On Fri, Jun 5, 2009 at 10:05 AM,
Soeren.Meyer-Eppler<[email protected]> wrote:
>> SOCI behavior is incorrect.  It's non-trivial to implement the correct
>> behavior in a thread-safe and portable way.  We discussed it on
>> soci-devel and at the time decided to ignore the issue until some user
>> hits it.  I guess now would be a good time to revisit it.
>
> My current hack is to call setlocale( "C" ) in the SQLite backend and
> resetting to the original locale afterwards. I guess this has the
> concurrency issues you are talking about. The alternative would be to
> use a std::stringstream with a locale imbued. That should do the trick - no?

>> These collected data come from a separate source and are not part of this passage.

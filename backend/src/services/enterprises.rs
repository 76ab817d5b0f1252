//! Enterprise service: tenant management and onboarding
//!
//! Onboarding creates an enterprise and its first administrator as one
//! atomic unit. The pre-checks are advisory only; the storage layer's
//! unique constraints are the authoritative race detector, and rollback
//! (never retry) is the correctness mechanism when they fire.

use crate::auth::PasswordService;
use crate::error::ApiError;
use crate::repositories::{
    EnterpriseRecord, EnterpriseRepository, NewEnterprise, NewUser, UserRepository,
};
use crate::services::is_unique_violation;
use crm_platform_shared::types::{
    EnterpriseCreateRequest, EnterpriseSummary, OnboardingRequest, OnboardingResponse,
    UpdateGoalRequest,
};
use crm_platform_shared::{validation, UserRole};
use rust_decimal::Decimal;
use sqlx::PgPool;
use tracing::error;
use uuid::Uuid;

pub struct EnterpriseService;

impl EnterpriseService {
    fn to_summary(record: EnterpriseRecord) -> EnterpriseSummary {
        EnterpriseSummary {
            id: record.id,
            name: record.name,
            slug: record.slug,
            cnpj: record.cnpj,
            logo_url: record.logo_url,
            primary_color: record.primary_color,
            is_active: record.is_active,
            monthly_goal: record.monthly_goal,
            created_at: record.created_at,
        }
    }

    fn validate_enterprise_fields(
        name: &str,
        slug: &str,
        cnpj: &str,
        primary_color: Option<&str>,
    ) -> Result<String, ApiError> {
        validation::validate_enterprise_name(name).map_err(ApiError::Validation)?;
        validation::validate_slug(slug).map_err(ApiError::Validation)?;
        validation::validate_cnpj(cnpj).map_err(ApiError::Validation)?;
        if let Some(color) = primary_color {
            validation::validate_hex_color(color).map_err(ApiError::Validation)?;
        }
        Ok(validation::normalize_cnpj(cnpj))
    }

    /// Create an enterprise directly (MASTER operation).
    pub async fn create(
        pool: &PgPool,
        request: &EnterpriseCreateRequest,
    ) -> Result<EnterpriseSummary, ApiError> {
        if request.name.is_empty() && request.slug.is_empty() && request.cnpj.is_empty() {
            return Err(ApiError::Validation(
                "Request payload is empty".to_string(),
            ));
        }

        let cnpj = Self::validate_enterprise_fields(
            &request.name,
            &request.slug,
            &request.cnpj,
            request.primary_color.as_deref(),
        )?;

        // Advisory pre-checks; the unique indexes still close the race
        if EnterpriseRepository::find_by_cnpj(pool, &cnpj)
            .await
            .map_err(ApiError::Internal)?
            .is_some()
        {
            return Err(ApiError::Conflict(
                "An enterprise is already registered with this CNPJ".to_string(),
            ));
        }

        if EnterpriseRepository::find_by_slug(pool, &request.slug)
            .await
            .map_err(ApiError::Internal)?
            .is_some()
        {
            return Err(ApiError::Conflict(
                "An enterprise is already registered with this slug".to_string(),
            ));
        }

        let new_enterprise = NewEnterprise {
            name: request.name.clone(),
            slug: request.slug.clone(),
            cnpj,
            logo_url: request.logo_url.clone(),
            primary_color: request.primary_color.clone(),
        };

        let record = EnterpriseRepository::create(pool, &new_enterprise)
            .await
            .map_err(|e| {
                if is_unique_violation(&e) {
                    return ApiError::Conflict(
                        "CNPJ or slug already exists (race condition)".to_string(),
                    );
                }
                error!(
                    operation = "create_enterprise",
                    name = %new_enterprise.name,
                    cnpj = %new_enterprise.cnpj,
                    slug = %new_enterprise.slug,
                    "Failed to create enterprise: {e:#}"
                );
                ApiError::Internal(e)
            })?;

        Ok(Self::to_summary(record))
    }

    /// Onboard a new tenant: enterprise plus its first administrator,
    /// created atomically. Partial creation is never observable.
    pub async fn onboard(
        pool: &PgPool,
        request: &OnboardingRequest,
    ) -> Result<OnboardingResponse, ApiError> {
        if request.enterprise_name.is_empty()
            && request.cnpj.is_empty()
            && request.admin_email.is_empty()
        {
            return Err(ApiError::Validation(
                "Request payload is empty".to_string(),
            ));
        }

        let cnpj = Self::validate_enterprise_fields(
            &request.enterprise_name,
            &request.slug,
            &request.cnpj,
            request.primary_color.as_deref(),
        )?;
        validation::validate_name(&request.admin_name).map_err(ApiError::Validation)?;
        validation::validate_email(&request.admin_email).map_err(ApiError::Validation)?;
        validation::validate_password(&request.admin_password).map_err(ApiError::Validation)?;

        // Advisory pre-checks, outside the transaction. A concurrent
        // onboarding can still slip past these; step 3 handles that.
        if UserRepository::email_exists(pool, &request.admin_email)
            .await
            .map_err(ApiError::Internal)?
        {
            return Err(ApiError::Conflict(
                "A user is already registered with this email".to_string(),
            ));
        }

        if EnterpriseRepository::find_by_cnpj(pool, &cnpj)
            .await
            .map_err(ApiError::Internal)?
            .is_some()
        {
            return Err(ApiError::Conflict(
                "An enterprise is already registered with this CNPJ".to_string(),
            ));
        }

        if EnterpriseRepository::find_by_slug(pool, &request.slug)
            .await
            .map_err(ApiError::Internal)?
            .is_some()
        {
            return Err(ApiError::Conflict(
                "An enterprise is already registered with this slug".to_string(),
            ));
        }

        // Hash before opening the transaction to keep its window at two
        // inserts.
        let password_hash = PasswordService::hash_async(request.admin_password.clone())
            .await
            .map_err(ApiError::Internal)?;

        let new_enterprise = NewEnterprise {
            name: request.enterprise_name.clone(),
            slug: request.slug.clone(),
            cnpj,
            logo_url: request.logo_url.clone(),
            primary_color: request.primary_color.clone(),
        };
        let admin = NewUser {
            name: request.admin_name.clone(),
            email: request.admin_email.clone(),
            password_hash,
            role: UserRole::ClientAdmin,
            // Replaced by the generated enterprise id inside the transaction
            enterprise_id: None,
        };

        let (enterprise, admin) =
            EnterpriseRepository::create_with_admin(pool, &new_enterprise, &admin)
                .await
                .map_err(|e| {
                    if is_unique_violation(&e) {
                        return ApiError::Conflict(
                            "CNPJ, slug, or email already exists (race condition)".to_string(),
                        );
                    }
                    error!(
                        operation = "onboard",
                        enterprise = %new_enterprise.name,
                        cnpj = %new_enterprise.cnpj,
                        slug = %new_enterprise.slug,
                        admin_email = %request.admin_email,
                        "Onboarding transaction failed: {e:#}"
                    );
                    ApiError::Internal(e)
                })?;

        Ok(OnboardingResponse {
            admin_id: admin.id,
            admin_name: admin.name,
            admin_email: admin.email,
            created_at: admin.created_at,
            enterprise_id: enterprise.id,
            enterprise_name: enterprise.name,
            slug: enterprise.slug,
            cnpj: enterprise.cnpj,
            logo_url: enterprise.logo_url,
            primary_color: enterprise.primary_color,
            is_active: enterprise.is_active,
        })
    }

    /// Find an enterprise by id.
    pub async fn get(pool: &PgPool, id: Uuid) -> Result<EnterpriseSummary, ApiError> {
        let enterprise = EnterpriseRepository::find_by_id(pool, id)
            .await
            .map_err(ApiError::Internal)?
            .ok_or_else(|| ApiError::NotFound("Enterprise not found".to_string()))?;

        Ok(Self::to_summary(enterprise))
    }

    /// Find an enterprise by CNPJ, accepting punctuated or bare input.
    pub async fn get_by_cnpj(pool: &PgPool, cnpj: &str) -> Result<EnterpriseSummary, ApiError> {
        let normalized = validation::normalize_cnpj(cnpj);

        let enterprise = EnterpriseRepository::find_by_cnpj(pool, &normalized)
            .await
            .map_err(ApiError::Internal)?
            .ok_or_else(|| {
                ApiError::NotFound("Enterprise not found with this CNPJ".to_string())
            })?;

        Ok(Self::to_summary(enterprise))
    }

    /// List all enterprises (MASTER operation).
    pub async fn list(pool: &PgPool) -> Result<Vec<EnterpriseSummary>, ApiError> {
        let enterprises = EnterpriseRepository::list_all(pool)
            .await
            .map_err(ApiError::Internal)?;

        Ok(enterprises.into_iter().map(Self::to_summary).collect())
    }

    /// The caller's own enterprise.
    pub async fn get_own(
        pool: &PgPool,
        caller_enterprise: Option<Uuid>,
    ) -> Result<EnterpriseSummary, ApiError> {
        let enterprise_id = caller_enterprise.ok_or_else(|| {
            ApiError::Forbidden("You are not registered with any enterprise".to_string())
        })?;

        Self::get(pool, enterprise_id).await
    }

    /// Update the monthly revenue goal of the caller's enterprise.
    pub async fn update_goal(
        pool: &PgPool,
        caller_enterprise: Option<Uuid>,
        request: &UpdateGoalRequest,
    ) -> Result<EnterpriseSummary, ApiError> {
        if request.goal < Decimal::ZERO {
            return Err(ApiError::Validation(
                "The monthly goal cannot be negative".to_string(),
            ));
        }

        let enterprise_id = caller_enterprise.ok_or_else(|| {
            ApiError::Forbidden("You are not registered with any enterprise".to_string())
        })?;

        let enterprise = EnterpriseRepository::update_goal(pool, enterprise_id, request.goal)
            .await
            .map_err(ApiError::Internal)?
            .ok_or_else(|| ApiError::NotFound("Enterprise not found".to_string()))?;

        Ok(Self::to_summary(enterprise))
    }
}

On many platforms (including Mac OS X, FreeBSD and Linux with glibc
2.2 or older) the standard stream library uses setlocale() internally
for changing locales.  Check out the first few results for
http://www.google.com/codesearch?hl=en&lr=&q=file%3Ac\%2B\%2Blocale\.h
or search for a file named c++locale.h on your machine.  So that's not
thread-safe at all.  Linux with glibc newer than 2.2 uses uselocale()
which is thread-safe.

My suggestion would be to use the same method Google's protocol
buffers code uses:
http://www.google.com/codesearch?hl=en&lr=&q=NoLocaleStrtod+DelocalizeRadix+package%3Aprotobuf\.googlecode\.com

Admittedly it's hideous but it works correctly.